Coluna “Três Perguntas, Editora Revan”

A grave crise estrutural nos presídios brasileiros gera diversos debates de norte a sul do país. A privatização de presídios é compatível com o Estado Democrático de Direito, dado seu aparente conflito com a dignidade da pessoa humana e o princípio da isonomia? José Adaumir Arruda da Silva, autor da obra “A Privatização de Presídios: uma ressocialização perversa: (in) Compatibilidade com o Estado Democrático de Direito”, participa da primeira edição da nossa série “Três Perguntas”. Confira:

Por que algumas correntes colocaram a privatização dos presídios como solução do sistema prisional brasileiro?
Os defensores da privatização apresentam basicamente três argumentos para justificar a privatização.
Primeiro: O Poder Público seria incompetente e burocrático. Por outro lado, a iniciativa privativa teria maior eficiência de gestão porque trabalha com resultados e poderia administrar bem melhor o sistema penitenciário, sem corrupção, sem superlotação, sem rebeliões. Uma gestão otimizada. Esta justificativa não se sustenta. Se admitirmos que o Poder Público é incompetente para gerir a coisa pública teríamos que terceirizar a administração do próprio Estado. Também não se pode afirmar que nos presídios privados ou com gestão terceirizada não há possibilidade de rebeliões. O presídio Anísio Jobim, em Manaus, tem administração privada e em janeiro de 2017, houve uma rebelião com 56 mortes. Ademais, na experiência de parceria Público-Privada como a de Ribeirão das Neves, em Minas Gerais, há uma espécie de seleção dos presos, para que não coloquem em dúvida a reputação do sistema privatizado.
Segundo: Os custos para o erário público seriam menores, haveria uma economia para o Estado, porque a iniciativa privada teria uma gestão mais racional dos recursos.
Esta justificativa também não procede, porque nos presídios privados é o Poder Público que remunera o parceiro privado por cada pessoa presa, e diga-se, com valores bem mais elevados do que se gasta nos presídios públicos. A média do custo por preso no sistema oficial é de R$ 2.400,00, enquanto nos presídios privados essa média ultrapassa os R$ 3.500,00.
Terceiro: Os presídios privados, por não terem superlotação e disponibilizarem trabalho aos presos, cumpririam a finalidade ressocializadora da pena.
Esta justificativa é uma promessa que não se pode afirmar que se cumpra: a ressocialização, pois depende tão só do querer do apenado. Ademais, a oferta de trabalho é pequena e não alcança a todos. Os que trabalham são remunerados abaixo do salário mínimo. O trabalho ofertado não leva em consideração as aptidões do condenado, pelo que não garante sua profissionalização, que possa ser utilizada após conquistar a liberdade.
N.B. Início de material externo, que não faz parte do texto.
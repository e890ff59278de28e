//! Operators.
//!
//! Integer arithmetic is checked: overflow raises `OverflowError` and a zero
//! divisor raises `ZeroDivisionError`. Mixed int/float operands promote to
//! float.

use std::cmp::Ordering;

use syn::BinOp;

use super::eval::render;
use crate::exception::Exception;
use crate::value::Value;

/// Arithmetic and bitwise operators, shared by `a op b` and `a op= b`.
#[derive(Debug, Clone, Copy, PartialEq, Eq)]
pub(super) enum Arith {
    Add,
    Sub,
    Mul,
    Div,
    Rem,
    BitAnd,
    BitOr,
    BitXor,
    Shl,
    Shr,
}

impl Arith {
    fn plain(op: &BinOp) -> Option<Self> {
        Some(match op {
            BinOp::Add(_) => Arith::Add,
            BinOp::Sub(_) => Arith::Sub,
            BinOp::Mul(_) => Arith::Mul,
            BinOp::Div(_) => Arith::Div,
            BinOp::Rem(_) => Arith::Rem,
            BinOp::BitAnd(_) => Arith::BitAnd,
            BinOp::BitOr(_) => Arith::BitOr,
            BinOp::BitXor(_) => Arith::BitXor,
            BinOp::Shl(_) => Arith::Shl,
            BinOp::Shr(_) => Arith::Shr,
            _ => return None,
        })
    }

    /// The operator behind a compound assignment such as `+=`.
    pub(super) fn compound(op: &BinOp) -> Option<Self> {
        Some(match op {
            BinOp::AddAssign(_) => Arith::Add,
            BinOp::SubAssign(_) => Arith::Sub,
            BinOp::MulAssign(_) => Arith::Mul,
            BinOp::DivAssign(_) => Arith::Div,
            BinOp::RemAssign(_) => Arith::Rem,
            BinOp::BitAndAssign(_) => Arith::BitAnd,
            BinOp::BitOrAssign(_) => Arith::BitOr,
            BinOp::BitXorAssign(_) => Arith::BitXor,
            BinOp::ShlAssign(_) => Arith::Shl,
            BinOp::ShrAssign(_) => Arith::Shr,
            _ => return None,
        })
    }

    fn symbol(self) -> &'static str {
        match self {
            Arith::Add => "+",
            Arith::Sub => "-",
            Arith::Mul => "*",
            Arith::Div => "/",
            Arith::Rem => "%",
            Arith::BitAnd => "&",
            Arith::BitOr => "|",
            Arith::BitXor => "^",
            Arith::Shl => "<<",
            Arith::Shr => ">>",
        }
    }
}

/// Evaluate a non-short-circuit binary operator.
pub(super) fn binary(op: &BinOp, lhs: Value, rhs: Value) -> Result<Value, Exception> {
    if let Some(arith) = Arith::plain(op) {
        return self::arith(arith, lhs, rhs);
    }
    match op {
        BinOp::Eq(_) => Ok(Value::Bool(lhs == rhs)),
        BinOp::Ne(_) => Ok(Value::Bool(lhs != rhs)),
        BinOp::Lt(_) => compare(&lhs, &rhs, op).map(|o| Value::Bool(o == Some(Ordering::Less))),
        BinOp::Le(_) => compare(&lhs, &rhs, op)
            .map(|o| Value::Bool(matches!(o, Some(Ordering::Less | Ordering::Equal)))),
        BinOp::Gt(_) => compare(&lhs, &rhs, op).map(|o| Value::Bool(o == Some(Ordering::Greater))),
        BinOp::Ge(_) => compare(&lhs, &rhs, op)
            .map(|o| Value::Bool(matches!(o, Some(Ordering::Greater | Ordering::Equal)))),
        other => Err(Exception::unsupported(format!("operator `{}`", render(other)))),
    }
}

/// `None` means unordered (NaN involved).
fn compare(lhs: &Value, rhs: &Value, op: &BinOp) -> Result<Option<Ordering>, Exception> {
    match (lhs, rhs) {
        (Value::Int(a), Value::Int(b)) => Ok(Some(a.cmp(b))),
        (Value::Float(a), Value::Float(b)) => Ok(a.partial_cmp(b)),
        (Value::Int(a), Value::Float(b)) => Ok((*a as f64).partial_cmp(b)),
        (Value::Float(a), Value::Int(b)) => Ok(a.partial_cmp(&(*b as f64))),
        (Value::Str(a), Value::Str(b)) => Ok(Some(a.cmp(b))),
        (Value::Bool(a), Value::Bool(b)) => Ok(Some(a.cmp(b))),
        _ => Err(Exception::type_error(format!(
            "cannot compare {} {} {}",
            lhs.type_name(),
            render(op),
            rhs.type_name()
        ))),
    }
}

pub(super) fn arith(op: Arith, lhs: Value, rhs: Value) -> Result<Value, Exception> {
    match (lhs, rhs) {
        (Value::Int(a), Value::Int(b)) => int_arith(op, a, b).map(Value::Int),
        (Value::Float(a), Value::Float(b)) => float_arith(op, a, b),
        (Value::Int(a), Value::Float(b)) => float_arith(op, a as f64, b),
        (Value::Float(a), Value::Int(b)) => float_arith(op, a, b as f64),
        (Value::Str(a), Value::Str(b)) if op == Arith::Add => Ok(Value::str(format!("{}{}", a, b))),
        (Value::Bool(a), Value::Bool(b)) => match op {
            Arith::BitAnd => Ok(Value::Bool(a & b)),
            Arith::BitOr => Ok(Value::Bool(a | b)),
            Arith::BitXor => Ok(Value::Bool(a ^ b)),
            _ => Err(unsupported_operands(op, "bool", "bool")),
        },
        (lhs, rhs) => Err(unsupported_operands(op, lhs.type_name(), rhs.type_name())),
    }
}

fn int_arith(op: Arith, a: i64, b: i64) -> Result<i64, Exception> {
    let result = match op {
        Arith::Add => a.checked_add(b),
        Arith::Sub => a.checked_sub(b),
        Arith::Mul => a.checked_mul(b),
        Arith::Div => {
            if b == 0 {
                return Err(Exception::new("ZeroDivisionError", "attempt to divide by zero"));
            }
            a.checked_div(b)
        }
        Arith::Rem => {
            if b == 0 {
                return Err(Exception::new(
                    "ZeroDivisionError",
                    "attempt to calculate the remainder with a divisor of zero",
                ));
            }
            a.checked_rem(b)
        }
        Arith::BitAnd => Some(a & b),
        Arith::BitOr => Some(a | b),
        Arith::BitXor => Some(a ^ b),
        Arith::Shl => u32::try_from(b).ok().and_then(|s| a.checked_shl(s)),
        Arith::Shr => u32::try_from(b).ok().and_then(|s| a.checked_shr(s)),
    };
    result.ok_or_else(|| {
        Exception::new(
            "OverflowError",
            format!("attempt to compute `{} {} {}` with overflow", a, op.symbol(), b),
        )
    })
}

fn float_arith(op: Arith, a: f64, b: f64) -> Result<Value, Exception> {
    let result = match op {
        Arith::Add => a + b,
        Arith::Sub => a - b,
        Arith::Mul => a * b,
        Arith::Div => a / b,
        Arith::Rem => a % b,
        _ => return Err(unsupported_operands(op, "float", "float")),
    };
    Ok(Value::Float(result))
}

fn unsupported_operands(op: Arith, lhs: &str, rhs: &str) -> Exception {
    Exception::type_error(format!(
        "unsupported operand types for {}: {} and {}",
        op.symbol(),
        lhs,
        rhs
    ))
}

/// `value as ty` for the numeric types scripts use.
pub(super) fn cast(value: Value, ty: &str) -> Result<Value, Exception> {
    let is_int = matches!(
        ty,
        "i8" | "i16" | "i32" | "i64" | "isize" | "u8" | "u16" | "u32" | "u64" | "usize"
    );
    let is_float = matches!(ty, "f32" | "f64");
    match value {
        Value::Int(n) if is_int => Ok(Value::Int(n)),
        Value::Int(n) if is_float => Ok(Value::Float(n as f64)),
        Value::Float(x) if is_int => Ok(Value::Int(x as i64)),
        Value::Float(x) if is_float => Ok(Value::Float(x)),
        Value::Bool(b) if is_int => Ok(Value::Int(i64::from(b))),
        other => Err(Exception::type_error(format!(
            "cannot cast {} as {}",
            other.type_name(),
            ty
        ))),
    }
}

#[cfg(test)]
mod tests {
    use super::*;

    #[test]
    fn test_int_overflow_is_checked() {
        let err = arith(Arith::Mul, Value::Int(i64::MAX), Value::Int(2)).unwrap_err();
        assert_eq!(err.kind(), "OverflowError");
    }

    #[test]
    fn test_remainder_by_zero() {
        let err = arith(Arith::Rem, Value::Int(1), Value::Int(0)).unwrap_err();
        assert_eq!(err.kind(), "ZeroDivisionError");
    }

    #[test]
    fn test_mixed_promotes_to_float() {
        assert_eq!(arith(Arith::Add, Value::Int(1), Value::Float(0.5)).unwrap(), Value::Float(1.5));
    }

    #[test]
    fn test_string_concat() {
        assert_eq!(
            arith(Arith::Add, Value::str("ab"), Value::str("c")).unwrap(),
            Value::str("abc")
        );
        assert_eq!(
            arith(Arith::Sub, Value::str("ab"), Value::str("c")).unwrap_err().kind(),
            "TypeError"
        );
    }

    #[test]
    fn test_cast() {
        assert_eq!(cast(Value::Bool(true), "i64").unwrap(), Value::Int(1));
        assert_eq!(cast(Value::str("x"), "i64").unwrap_err().kind(), "TypeError");
    }
}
Qual é a solução para termos um sistema prisional digno?
A medida principal seria adequar o número de presos ao número de vagas existentes. A superlotação carcerária é o problema catalizador de todas as mazelas do sistema prisional brasileiro. A superlotação inviabiliza a individualização da pena e todos os direitos dos presos sejam provisórios ou condenados. É preciso inaugurar uma nova política criminal no País, que de um lado, crie filtros de entrada no cárcere e de outro, amplie a porta de saída. Ainda há uma excessiva quantidade de presos provisórios no Brasil, aproximadamente 40%. O tráfico de entorpecentes é o responsável por 28% do aprisionamento de homens e aproximadamente 50% das mulheres presas, o que aponta que o Brasil deve adotar uma nova política de drogas. É preciso que se desenvolvam sistemas e que se estruturem os órgãos atuantes na execução da pena para que os apenados tenham acesso aos direitos de livramento condicional, progressão de regime, indulto e extinção de pena em tempo hábil, para que não permaneçam no cárcere mais que o tempo devido.

Em um curto e médio prazo, o que fazer a fim de melhorar os presídios do país?
1- Investimento no sistema penitenciário para reestruturar os presídios absolutamente sucateados, com recursos do FUNPEN;
2- Aplicação do princípio do “numerus clasulus”, adequando a população carcerária a vagas existentes, antecipando a saída de presos condenados já próximos de alcançar direito ao livramento condicional e ao regime aberto domiciliar;
3 – Oferta de trabalho a todos os presos, e na impossibilidade, aplicação da remição ficta, ou seja, se o preso deseja trabalhar e o Estado não oferta, sendo um direito do preso condenado, o mesmo teria direito a remir a pena sem efetivo trabalho, porquanto não está trabalhando por motivo alheio a sua vontade;
4- Descriminalização do uso de drogas.